Your assignment
Please count the lines in the data below that hold "value" and answer with the number by itself.

Saved entries
::::

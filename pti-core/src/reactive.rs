//! Change notification layer over `Header`
//!
//! `ObservedHeader` funnels every edit through `apply`, so watchers see each
//! committed value in registration order. Dispatch is synchronous.

use std::fmt;

use serde::Serialize;

use crate::header::Header;
use crate::playback::{FilterType, GranularLoopMode, GranularShape, SamplePlayback};

/// Editable header field identifiers
#[derive(Debug, Clone, Copy, Serialize, PartialEq, Eq, Hash)]
pub enum Field {
    Name,
    SampleLength,
    IsWavetable,
    WavetableWindowSize,
    WavetableTotalPositions,
    WavetablePosition,
    SamplePlayback,
    PlaybackStart,
    LoopStart,
    LoopEnd,
    PlaybackEnd,
    Cutoff,
    Resonance,
    FilterType,
    FilterEnabled,
    Tune,
    Finetune,
    Volume,
    Panning,
    DelaySend,
    ReverbSend,
    Overdrive,
    BitDepth,
    Slices,
    GranularLength,
    GranularPosition,
    GranularShape,
    GranularLoopMode,
}

/// A requested edit carrying the value the caller asked for
#[derive(Debug, Clone, PartialEq)]
pub enum FieldEdit {
    Name(String),
    SampleLength(u32),
    IsWavetable(bool),
    WavetableWindowSize(u16),
    WavetableTotalPositions(u16),
    WavetablePosition(u16),
    SamplePlayback(SamplePlayback),
    PlaybackStart(u16),
    LoopStart(u16),
    LoopEnd(u16),
    PlaybackEnd(u16),
    Cutoff(f32),
    Resonance(f32),
    FilterType(FilterType),
    FilterEnabled(bool),
    Tune(i8),
    Finetune(i8),
    Volume(u8),
    Panning(u8),
    DelaySend(u8),
    ReverbSend(u8),
    Overdrive(u8),
    BitDepth(u8),
    Slices(Vec<u16>),
    GranularLength(u16),
    GranularPosition(u16),
    GranularShape(GranularShape),
    GranularLoopMode(GranularLoopMode),
}

impl FieldEdit {
    pub fn field(&self) -> Field {
        match self {
            FieldEdit::Name(_) => Field::Name,
            FieldEdit::SampleLength(_) => Field::SampleLength,
            FieldEdit::IsWavetable(_) => Field::IsWavetable,
            FieldEdit::WavetableWindowSize(_) => Field::WavetableWindowSize,
            FieldEdit::WavetableTotalPositions(_) => Field::WavetableTotalPositions,
            FieldEdit::WavetablePosition(_) => Field::WavetablePosition,
            FieldEdit::SamplePlayback(_) => Field::SamplePlayback,
            FieldEdit::PlaybackStart(_) => Field::PlaybackStart,
            FieldEdit::LoopStart(_) => Field::LoopStart,
            FieldEdit::LoopEnd(_) => Field::LoopEnd,
            FieldEdit::PlaybackEnd(_) => Field::PlaybackEnd,
            FieldEdit::Cutoff(_) => Field::Cutoff,
            FieldEdit::Resonance(_) => Field::Resonance,
            FieldEdit::FilterType(_) => Field::FilterType,
            FieldEdit::FilterEnabled(_) => Field::FilterEnabled,
            FieldEdit::Tune(_) => Field::Tune,
            FieldEdit::Finetune(_) => Field::Finetune,
            FieldEdit::Volume(_) => Field::Volume,
            FieldEdit::Panning(_) => Field::Panning,
            FieldEdit::DelaySend(_) => Field::DelaySend,
            FieldEdit::ReverbSend(_) => Field::ReverbSend,
            FieldEdit::Overdrive(_) => Field::Overdrive,
            FieldEdit::BitDepth(_) => Field::BitDepth,
            FieldEdit::Slices(_) => Field::Slices,
            FieldEdit::GranularLength(_) => Field::GranularLength,
            FieldEdit::GranularPosition(_) => Field::GranularPosition,
            FieldEdit::GranularShape(_) => Field::GranularShape,
            FieldEdit::GranularLoopMode(_) => Field::GranularLoopMode,
        }
    }

    /// Write this edit into `header` through the clamping setters
    pub fn apply_to(&self, header: &mut Header) {
        match self {
            FieldEdit::Name(v) => header.set_name(v),
            FieldEdit::SampleLength(v) => header.set_sample_length(*v),
            FieldEdit::IsWavetable(v) => header.set_is_wavetable(*v),
            FieldEdit::WavetableWindowSize(v) => header.set_wavetable_window_size(*v),
            FieldEdit::WavetableTotalPositions(v) => header.set_wavetable_total_positions(*v),
            FieldEdit::WavetablePosition(v) => header.set_wavetable_position(*v),
            FieldEdit::SamplePlayback(v) => header.set_sample_playback(*v),
            FieldEdit::PlaybackStart(v) => header.set_playback_start(*v),
            FieldEdit::LoopStart(v) => header.set_loop_start(*v),
            FieldEdit::LoopEnd(v) => header.set_loop_end(*v),
            FieldEdit::PlaybackEnd(v) => header.set_playback_end(*v),
            FieldEdit::Cutoff(v) => header.set_cutoff(*v),
            FieldEdit::Resonance(v) => header.set_resonance(*v),
            FieldEdit::FilterType(v) => header.set_filter_type(*v),
            FieldEdit::FilterEnabled(v) => header.set_filter_enabled(*v),
            FieldEdit::Tune(v) => header.set_tune(*v),
            FieldEdit::Finetune(v) => header.set_finetune(*v),
            FieldEdit::Volume(v) => header.set_volume(*v),
            FieldEdit::Panning(v) => header.set_panning(*v),
            FieldEdit::DelaySend(v) => header.set_delay_send(*v),
            FieldEdit::ReverbSend(v) => header.set_reverb_send(*v),
            FieldEdit::Overdrive(v) => header.set_overdrive(*v),
            FieldEdit::BitDepth(v) => header.set_bit_depth(*v),
            FieldEdit::Slices(v) => header.set_slices(v),
            FieldEdit::GranularLength(v) => header.set_granular_length(*v),
            FieldEdit::GranularPosition(v) => header.set_granular_position(*v),
            FieldEdit::GranularShape(v) => header.set_granular_shape(*v),
            FieldEdit::GranularLoopMode(v) => header.set_granular_loop_mode(*v),
        }
    }

    /// The value `field` now holds in `header`, as an edit
    pub fn read(field: Field, header: &Header) -> Option<FieldEdit> {
        Some(match field {
            Field::Name => FieldEdit::Name(header.name()),
            Field::SampleLength => FieldEdit::SampleLength(header.sample_length()),
            Field::IsWavetable => FieldEdit::IsWavetable(header.is_wavetable()),
            Field::WavetableWindowSize => {
                FieldEdit::WavetableWindowSize(header.wavetable_window_size())
            }
            Field::WavetableTotalPositions => {
                FieldEdit::WavetableTotalPositions(header.wavetable_total_positions())
            }
            Field::WavetablePosition => FieldEdit::WavetablePosition(header.wavetable_position()),
            Field::SamplePlayback => FieldEdit::SamplePlayback(header.sample_playback()?),
            Field::PlaybackStart => FieldEdit::PlaybackStart(header.playback_start()),
            Field::LoopStart => FieldEdit::LoopStart(header.loop_start()),
            Field::LoopEnd => FieldEdit::LoopEnd(header.loop_end()),
            Field::PlaybackEnd => FieldEdit::PlaybackEnd(header.playback_end()),
            Field::Cutoff => FieldEdit::Cutoff(header.cutoff()),
            Field::Resonance => FieldEdit::Resonance(header.resonance()),
            Field::FilterType => FieldEdit::FilterType(header.filter_type()?),
            Field::FilterEnabled => FieldEdit::FilterEnabled(header.filter_enabled()),
            Field::Tune => FieldEdit::Tune(header.tune()),
            Field::Finetune => FieldEdit::Finetune(header.finetune()),
            Field::Volume => FieldEdit::Volume(header.volume()),
            Field::Panning => FieldEdit::Panning(header.panning()),
            Field::DelaySend => FieldEdit::DelaySend(header.delay_send()),
            Field::ReverbSend => FieldEdit::ReverbSend(header.reverb_send()),
            Field::Overdrive => FieldEdit::Overdrive(header.overdrive()),
            Field::BitDepth => FieldEdit::BitDepth(header.bit_depth()),
            Field::Slices => FieldEdit::Slices(header.slices()),
            Field::GranularLength => FieldEdit::GranularLength(header.granular_length()),
            Field::GranularPosition => FieldEdit::GranularPosition(header.granular_position()),
            Field::GranularShape => FieldEdit::GranularShape(header.granular_shape()?),
            Field::GranularLoopMode => FieldEdit::GranularLoopMode(header.granular_loop_mode()?),
        })
    }
}

/// A committed edit: the field and the value it holds after clamping
#[derive(Debug, Clone, PartialEq)]
pub struct FieldChange {
    pub field: Field,
    pub value: FieldEdit,
}

/// Observer of header edits.
///
/// Any `FnMut(&FieldChange)` closure is a watcher that only listens to
/// committed changes.
pub trait HeaderWatcher {
    /// Called before the edit is written
    fn before_update(&mut self, _edit: &FieldEdit) {}

    /// Called after the edit is written, with the committed value
    fn after_update(&mut self, _change: &FieldChange) {}
}

impl<F> HeaderWatcher for F
where
    F: FnMut(&FieldChange),
{
    fn after_update(&mut self, change: &FieldChange) {
        self(change)
    }
}

/// A `Header` that notifies registered watchers on every edit
pub struct ObservedHeader {
    header: Header,
    watchers: Vec<Box<dyn HeaderWatcher>>,
}

impl ObservedHeader {
    pub fn new(header: Header) -> Self {
        Self {
            header,
            watchers: Vec::new(),
        }
    }

    /// Register a watcher; watchers run in registration order
    pub fn watch<W: HeaderWatcher + 'static>(&mut self, watcher: W) {
        self.watchers.push(Box::new(watcher));
    }

    pub fn header(&self) -> &Header {
        &self.header
    }

    /// Commit `edit` and notify watchers. Returns the committed change.
    pub fn apply(&mut self, edit: FieldEdit) -> FieldChange {
        for watcher in self.watchers.iter_mut() {
            watcher.before_update(&edit);
        }

        edit.apply_to(&mut self.header);
        let field = edit.field();
        let change = FieldChange {
            field,
            value: FieldEdit::read(field, &self.header).unwrap_or(edit),
        };

        for watcher in self.watchers.iter_mut() {
            watcher.after_update(&change);
        }
        change
    }

    /// Detach all watchers and hand back the header
    pub fn revoke(self) -> Header {
        self.header
    }
}

impl fmt::Debug for ObservedHeader {
    fn fmt(&self, f: &mut fmt::Formatter<'_>) -> fmt::Result {
        f.debug_struct("ObservedHeader")
            .field("header", &self.header)
            .field("watchers", &self.watchers.len())
            .finish()
    }
}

::::

Solution to the exercise
7